The historical marker for the prisoner of war site. Photo by Eric Gorton.
The historical marker for the prisoner of war site. Photo by Eric Gorton.

A thin layer of clouds stretches across the late-winter sky while children take advantage of an early March thaw to play in their yards and ride bicycles along Ivy Farm Road. Down on the corner, a few neighbors converse in a driveway dressed in sweatshirts as the temperature hovers in the low 60s.

Just five miles away, the popular Barracks Road Shopping Center, at the intersection of Barracks Road and Emmet Street, hosts more than 80 shops and restaurants and is described by the Charlottesville Albemarle Convention & Visitors Bureau as “the cream of the crop” of Charlottesville retail, bringing together “the best of local and national brands in one, convenient spot just minutes from the University of Virginia, Monticello, Michie Tavern, and downtown Charlottesville.”

It’s a far different vibe than what Schüler Von Selden experienced when he arrived in Albemarle County in mid-January 1779, following a 70-day, 650-mile march from Boston.

Von Selden, a German officer who fought with the British, made his way to what is now the Ivy Farm subdivision a few miles northwest of Charlottesville as a prisoner of war, captured at the seminal 1777 Battle of Saratoga, New York. Nearly 4,000 other prisoners of that battle accompanied Von Selden, caught up in a game of political chess between the British government and the Continental Congress.

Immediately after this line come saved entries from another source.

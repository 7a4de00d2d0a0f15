//! Editor error types.
//!
//! Two classes are kept apart:
//! - `ContractViolation`: the caller issued an action without a required
//!   argument. Returned immediately, never retried.
//! - `EditError`: a recoverable operational failure delivered via
//!   `EditCallback::on_error`.

use crate::edit::contract::{ArgKey, EditActionKind};
use crate::model::expense::ExpenseId;
use crate::store::StoreError;
use std::error::Error;
use std::fmt::{Display, Formatter};

/// Caller-visible error code for operational failures.
///
/// Every operational failure currently maps to `Unknown`; `EditError` keeps
/// the precise cause for logs and diagnostics.
#[derive(Debug, Clone, Copy, PartialEq, Eq, Hash)]
pub enum ErrorCode {
    Unknown,
}

impl ErrorCode {
    pub fn as_str(self) -> &'static str {
        match self {
            Self::Unknown => "unknown",
        }
    }
}

/// Recoverable failure of a query or save.
///
/// Owned editor state is left untouched when one of these is reported.
#[derive(Debug)]
pub enum EditError {
    /// The store returned no result (connection, SQL or worker failure).
    StoreUnavailable(StoreError),
    /// The expense being edited no longer exists.
    ExpenseNotFound(ExpenseId),
    /// A new expense cannot be defaulted because no category exists.
    NoCategory,
    /// The store reported a non-positive id for a save.
    InvalidSavedId(ExpenseId),
}

impl EditError {
    pub fn code(&self) -> ErrorCode {
        match self {
            Self::StoreUnavailable(_)
            | Self::ExpenseNotFound(_)
            | Self::NoCategory
            | Self::InvalidSavedId(_) => ErrorCode::Unknown,
        }
    }

    /// Stable short name of the failure cause, safe for logs.
    pub fn cause(&self) -> &'static str {
        match self {
            Self::StoreUnavailable(_) => "store_unavailable",
            Self::ExpenseNotFound(_) => "expense_not_found",
            Self::NoCategory => "no_category",
            Self::InvalidSavedId(_) => "invalid_saved_id",
        }
    }
}

impl Display for EditError {
    fn fmt(&self, f: &mut Formatter<'_>) -> std::fmt::Result {
        match self {
            Self::StoreUnavailable(err) => write!(f, "{err}"),
            Self::ExpenseNotFound(id) => write!(f, "expense not found: {id}"),
            Self::NoCategory => f.write_str("no category available for a new expense"),
            Self::InvalidSavedId(id) => write!(f, "store returned invalid expense id {id}"),
        }
    }
}

impl Error for EditError {
    fn source(&self) -> Option<&(dyn Error + 'static)> {
        match self {
            Self::StoreUnavailable(err) => Some(err),
            Self::ExpenseNotFound(_) | Self::NoCategory | Self::InvalidSavedId(_) => None,
        }
    }
}

impl From<StoreError> for EditError {
    fn from(value: StoreError) -> Self {
        Self::StoreUnavailable(value)
    }
}

/// Caller bug: an action was issued without a usable required argument.
#[derive(Debug, Clone, PartialEq, Eq)]
pub enum ContractViolation {
    MissingArgument {
        action: EditActionKind,
        key: ArgKey,
    },
    WrongArgumentType {
        action: EditActionKind,
        key: ArgKey,
        expected: &'static str,
    },
}

impl Display for ContractViolation {
    fn fmt(&self, f: &mut Formatter<'_>) -> std::fmt::Result {
        match self {
            Self::MissingArgument { action, key } => {
                write!(f, "{action} is missing required argument `{key}`")
            }
            Self::WrongArgumentType {
                action,
                key,
                expected,
            } => write!(f, "{action} argument `{key}` must be {expected}"),
        }
    }
}

impl Error for ContractViolation {}
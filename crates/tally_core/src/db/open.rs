//! Connection bootstrap for the tally database.
//!
//! # Invariants
//! - Returned connections have `foreign_keys=ON`.
//! - Returned connections have migrations fully applied.
//! - Every open attempt logs one `event=db_open` start line and one result line.

use super::migrations::apply_migrations;
use super::{DbError, DbResult};
use log::{error, info};
use rusqlite::Connection;
use std::path::Path;
use std::time::{Duration, Instant};

const BUSY_TIMEOUT: Duration = Duration::from_secs(5);

/// Opens (or creates) a tally database file and applies pending migrations.
pub fn open_db(path: impl AsRef<Path>) -> DbResult<Connection> {
    let path = path.as_ref();
    open_with("file", || Connection::open(path))
}

/// Opens a private in-memory tally database with the latest schema.
pub fn open_db_in_memory() -> DbResult<Connection> {
    open_with("memory", Connection::open_in_memory)
}

fn open_with(
    mode: &'static str,
    connect: impl FnOnce() -> rusqlite::Result<Connection>,
) -> DbResult<Connection> {
    let started_at = Instant::now();
    info!("event=db_open module=db status=start mode={mode}");

    let result = connect()
        .map_err(DbError::from)
        .and_then(|mut conn| bootstrap_connection(&mut conn).map(|()| conn));

    match &result {
        Ok(_) => info!(
            "event=db_open module=db status=ok mode={mode} duration_ms={}",
            started_at.elapsed().as_millis()
        ),
        Err(err) => error!(
            "event=db_open module=db status=error mode={mode} duration_ms={} error={}",
            started_at.elapsed().as_millis(),
            err
        ),
    }

    result
}

fn bootstrap_connection(conn: &mut Connection) -> DbResult<()> {
    conn.pragma_update(None, "foreign_keys", true)?;
    conn.busy_timeout(BUSY_TIMEOUT)?;
    apply_migrations(conn)?;
    Ok(())
}
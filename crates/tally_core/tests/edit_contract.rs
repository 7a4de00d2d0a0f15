use std::collections::HashSet;
use tally_core::{ActionArgs, ArgKey, ContractViolation, EditAction, EditActionKind, EditQuery, IconRef};

#[test]
fn query_ids_are_pairwise_distinct() {
    let ids: HashSet<u32> = EditQuery::all().iter().map(|query| query.id()).collect();
    assert_eq!(ids.len(), EditQuery::all().len());
    assert_eq!(EditQuery::LoadExpense.id(), 1);
    assert_eq!(EditQuery::LoadCategory.id(), 2);
}

#[test]
fn action_ids_are_pairwise_distinct() {
    let ids: HashSet<u32> = EditActionKind::all()
        .iter()
        .map(|action| action.id())
        .collect();
    assert_eq!(ids.len(), EditActionKind::all().len());
    assert_eq!(EditActionKind::all().len(), 6);
    assert!(ids.iter().all(|id| *id > 0));
}

#[test]
fn only_field_edits_declare_required_arguments() {
    for kind in EditActionKind::all() {
        assert_eq!(kind.is_field_edit(), !kind.required_args().is_empty(), "{kind}");
    }
    assert_eq!(
        EditActionKind::CategoryChanged.required_args(),
        &[
            ArgKey::ExpenseCategory,
            ArgKey::ExpenseCategoryId,
            ArgKey::ExpenseCategoryIcon,
        ]
    );
}

#[test]
fn category_change_builds_from_full_argument_bag() {
    let args = ActionArgs::new()
        .with(ArgKey::ExpenseCategory, "Fuel")
        .with(ArgKey::ExpenseCategoryId, 2_i64)
        .with(ArgKey::ExpenseCategoryIcon, "ic_fuel");

    let action = EditAction::from_args(EditActionKind::CategoryChanged, &args).unwrap();

    assert_eq!(
        action,
        EditAction::CategoryChanged {
            category_id: 2,
            category_name: "Fuel".to_string(),
            category_icon: IconRef::new("ic_fuel"),
        }
    );
}

#[test]
fn amount_change_without_amount_is_a_contract_violation() {
    let err = EditAction::from_args(EditActionKind::AmountChanged, &ActionArgs::new()).unwrap_err();
    assert_eq!(
        err,
        ContractViolation::MissingArgument {
            action: EditActionKind::AmountChanged,
            key: ArgKey::ExpenseAmount,
        }
    );
}

#[test]
fn save_and_reload_need_no_arguments() {
    let empty = ActionArgs::new();
    assert_eq!(
        EditAction::from_args(EditActionKind::SaveData, &empty).unwrap(),
        EditAction::SaveData
    );
    assert_eq!(
        EditAction::from_args(EditActionKind::Reload, &empty).unwrap(),
        EditAction::Reload
    );
}

#[test]
fn text_amount_is_rejected_with_expected_type() {
    let args = ActionArgs::new().with(ArgKey::ExpenseAmount, "12");
    let err = EditAction::from_args(EditActionKind::AmountChanged, &args).unwrap_err();
    assert_eq!(
        err,
        ContractViolation::WrongArgumentType {
            action: EditActionKind::AmountChanged,
            key: ArgKey::ExpenseAmount,
            expected: "a number",
        }
    );
}
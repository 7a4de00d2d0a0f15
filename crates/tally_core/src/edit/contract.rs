//! Query and action contracts accepted by the expense editor.
//!
//! # Invariants
//! - Query ids are pairwise distinct; action ids are pairwise distinct.
//! - Every action's required arguments are declared by `required_args()` and
//!   checked by `EditAction::from_args` before any state is touched.

use crate::edit::error::ContractViolation;
use crate::model::category::{CategoryId, IconRef};
use std::collections::HashMap;
use std::fmt::{Display, Formatter};

/// Pull requests: data the editor loads from the store.
#[derive(Debug, Clone, Copy, PartialEq, Eq, Hash)]
pub enum EditQuery {
    LoadExpense,
    LoadCategory,
}

impl EditQuery {
    const ALL: [Self; 2] = [Self::LoadExpense, Self::LoadCategory];

    pub fn all() -> &'static [Self] {
        &Self::ALL
    }

    pub fn id(self) -> u32 {
        match self {
            Self::LoadExpense => 1,
            Self::LoadCategory => 2,
        }
    }

    pub fn as_str(self) -> &'static str {
        match self {
            Self::LoadExpense => "load_expense",
            Self::LoadCategory => "load_category",
        }
    }
}

impl Display for EditQuery {
    fn fmt(&self, f: &mut Formatter<'_>) -> std::fmt::Result {
        f.write_str(self.as_str())
    }
}

/// Identity of a push request, without its payload.
#[derive(Debug, Clone, Copy, PartialEq, Eq, Hash)]
pub enum EditActionKind {
    /// Declared but reserved; delivering it is a no-op.
    Reload,
    SaveData,
    CategoryChanged,
    DateChanged,
    AmountChanged,
    DescChanged,
}

impl EditActionKind {
    const ALL: [Self; 6] = [
        Self::Reload,
        Self::SaveData,
        Self::CategoryChanged,
        Self::DateChanged,
        Self::AmountChanged,
        Self::DescChanged,
    ];

    pub fn all() -> &'static [Self] {
        &Self::ALL
    }

    pub fn id(self) -> u32 {
        match self {
            Self::Reload => 1,
            Self::SaveData => 2,
            Self::CategoryChanged => 3,
            Self::DateChanged => 4,
            Self::AmountChanged => 5,
            Self::DescChanged => 6,
        }
    }

    pub fn as_str(self) -> &'static str {
        match self {
            Self::Reload => "reload",
            Self::SaveData => "save_data",
            Self::CategoryChanged => "category_changed",
            Self::DateChanged => "date_changed",
            Self::AmountChanged => "amount_changed",
            Self::DescChanged => "desc_changed",
        }
    }

    /// Argument keys that must be present when the action arrives as `ActionArgs`.
    pub fn required_args(self) -> &'static [ArgKey] {
        match self {
            Self::Reload | Self::SaveData => &[],
            Self::CategoryChanged => &[
                ArgKey::ExpenseCategory,
                ArgKey::ExpenseCategoryId,
                ArgKey::ExpenseCategoryIcon,
            ],
            Self::DateChanged => &[ArgKey::ExpenseTime],
            Self::AmountChanged => &[ArgKey::ExpenseAmount],
            Self::DescChanged => &[ArgKey::ExpenseDesc],
        }
    }

    /// Whether the action completes synchronously (no store round trip).
    pub fn is_field_edit(self) -> bool {
        matches!(
            self,
            Self::CategoryChanged | Self::DateChanged | Self::AmountChanged | Self::DescChanged
        )
    }
}

impl Display for EditActionKind {
    fn fmt(&self, f: &mut Formatter<'_>) -> std::fmt::Result {
        f.write_str(self.as_str())
    }
}

/// The query or action a callback reports on.
#[derive(Debug, Clone, Copy, PartialEq, Eq, Hash)]
pub enum EditOrigin {
    Query(EditQuery),
    Action(EditActionKind),
}

impl Display for EditOrigin {
    fn fmt(&self, f: &mut Formatter<'_>) -> std::fmt::Result {
        match self {
            Self::Query(query) => write!(f, "query:{query}"),
            Self::Action(action) => write!(f, "action:{action}"),
        }
    }
}

/// Typed action payload, one variant per action.
#[derive(Debug, Clone, PartialEq)]
pub enum EditAction {
    Reload,
    SaveData,
    CategoryChanged {
        category_id: CategoryId,
        category_name: String,
        category_icon: IconRef,
    },
    DateChanged {
        time: i64,
    },
    AmountChanged {
        amount: f64,
    },
    DescChanged {
        desc: String,
    },
}

impl EditAction {
    pub fn kind(&self) -> EditActionKind {
        match self {
            Self::Reload => EditActionKind::Reload,
            Self::SaveData => EditActionKind::SaveData,
            Self::CategoryChanged { .. } => EditActionKind::CategoryChanged,
            Self::DateChanged { .. } => EditActionKind::DateChanged,
            Self::AmountChanged { .. } => EditActionKind::AmountChanged,
            Self::DescChanged { .. } => EditActionKind::DescChanged,
        }
    }

    /// Builds a typed action from a dynamic argument bag.
    ///
    /// # Errors
    /// - `MissingArgument` when a key listed by `kind.required_args()` is absent.
    /// - `WrongArgumentType` when a present value has an unusable type.
    pub fn from_args(kind: EditActionKind, args: &ActionArgs) -> Result<Self, ContractViolation> {
        let action = match kind {
            EditActionKind::Reload => Self::Reload,
            EditActionKind::SaveData => Self::SaveData,
            EditActionKind::CategoryChanged => Self::CategoryChanged {
                category_name: args.require_text(kind, ArgKey::ExpenseCategory)?,
                category_id: args.require_int(kind, ArgKey::ExpenseCategoryId)?,
                category_icon: IconRef::new(args.require_text(kind, ArgKey::ExpenseCategoryIcon)?),
            },
            EditActionKind::DateChanged => Self::DateChanged {
                time: args.require_int(kind, ArgKey::ExpenseTime)?,
            },
            EditActionKind::AmountChanged => Self::AmountChanged {
                amount: args.require_number(kind, ArgKey::ExpenseAmount)?,
            },
            EditActionKind::DescChanged => Self::DescChanged {
                desc: args.require_text(kind, ArgKey::ExpenseDesc)?,
            },
        };
        Ok(action)
    }
}

/// Keys of the dynamic argument bag.
#[derive(Debug, Clone, Copy, PartialEq, Eq, Hash)]
pub enum ArgKey {
    ExpenseAmount,
    ExpenseCategory,
    ExpenseCategoryId,
    ExpenseCategoryIcon,
    ExpenseDesc,
    ExpenseTime,
}

impl ArgKey {
    pub fn as_str(self) -> &'static str {
        match self {
            Self::ExpenseAmount => "expense_amount",
            Self::ExpenseCategory => "expense_category",
            Self::ExpenseCategoryId => "expense_category_id",
            Self::ExpenseCategoryIcon => "expense_category_icon",
            Self::ExpenseDesc => "expense_desc",
            Self::ExpenseTime => "expense_time",
        }
    }
}

impl Display for ArgKey {
    fn fmt(&self, f: &mut Formatter<'_>) -> std::fmt::Result {
        f.write_str(self.as_str())
    }
}

#[derive(Debug, Clone, PartialEq)]
pub enum ArgValue {
    Int(i64),
    Float(f64),
    Text(String),
}

impl From<i64> for ArgValue {
    fn from(value: i64) -> Self {
        Self::Int(value)
    }
}

impl From<f64> for ArgValue {
    fn from(value: f64) -> Self {
        Self::Float(value)
    }
}

impl From<&str> for ArgValue {
    fn from(value: &str) -> Self {
        Self::Text(value.to_string())
    }
}

impl From<String> for ArgValue {
    fn from(value: String) -> Self {
        Self::Text(value)
    }
}

/// Dynamic argument bag for callers that assemble actions at runtime.
#[derive(Debug, Clone, Default, PartialEq)]
pub struct ActionArgs {
    values: HashMap<ArgKey, ArgValue>,
}

impl ActionArgs {
    pub fn new() -> Self {
        Self::default()
    }

    pub fn with(mut self, key: ArgKey, value: impl Into<ArgValue>) -> Self {
        self.insert(key, value);
        self
    }

    pub fn insert(&mut self, key: ArgKey, value: impl Into<ArgValue>) {
        self.values.insert(key, value.into());
    }

    pub fn get(&self, key: ArgKey) -> Option<&ArgValue> {
        self.values.get(&key)
    }

    pub fn contains_key(&self, key: ArgKey) -> bool {
        self.values.contains_key(&key)
    }

    fn require(&self, action: EditActionKind, key: ArgKey) -> Result<&ArgValue, ContractViolation> {
        self.get(key)
            .ok_or(ContractViolation::MissingArgument { action, key })
    }

    // Integers are accepted where a number is expected.
    fn require_number(&self, action: EditActionKind, key: ArgKey) -> Result<f64, ContractViolation> {
        match self.require(action, key)? {
            ArgValue::Float(value) => Ok(*value),
            ArgValue::Int(value) => Ok(*value as f64),
            ArgValue::Text(_) => Err(wrong_type(action, key, "a number")),
        }
    }

    fn require_int(&self, action: EditActionKind, key: ArgKey) -> Result<i64, ContractViolation> {
        match self.require(action, key)? {
            ArgValue::Int(value) => Ok(*value),
            ArgValue::Float(_) | ArgValue::Text(_) => Err(wrong_type(action, key, "an integer")),
        }
    }

    fn require_text(&self, action: EditActionKind, key: ArgKey) -> Result<String, ContractViolation> {
        match self.require(action, key)? {
            ArgValue::Text(value) => Ok(value.clone()),
            ArgValue::Int(_) | ArgValue::Float(_) => Err(wrong_type(action, key, "text")),
        }
    }
}

fn wrong_type(action: EditActionKind, key: ArgKey, expected: &'static str) -> ContractViolation {
    ContractViolation::WrongArgumentType {
        action,
        key,
        expected,
    }
}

“The sight was not especially pleasant,” Von Selden wrote about his first glimpse of the prisoner barracks in a journal article published in 1839 in the German Journal for the Science of War. “A four-sided square 1,000 feet wide and long was surrounded by high stockades and equipped with two gates. In the interior were blockhouses, but only roughly built, for they had neither chinked the space between the logs nor installed windows nor doors, there was not even a fireplace in them, say nothing of any sort of household goods like tables, benches, etc. The weather was raw, wet and windy, our clothing, the most wretched in the world, but complaining did not help, everyone had to help himself as best he could.”

  • A transcript of Von Senden's account. Photo by Eric Gorton.
  • A transcript of Von Senden's account. Photo by Eric Gorton.

Von Selden and his fellow prisoners were labeled the “Convention Army” after their surrender was arranged through an agreement between British General John Burgoyne and American General Horatio Gates. Among the terms of the agreement, or convention, was that the British and German combatants would be marched to Boston and sent back to England after vowing never to return to the war against the Americans. Another 1,000 Canadians who fought alongside the redcoats were allowed to return to their homeland.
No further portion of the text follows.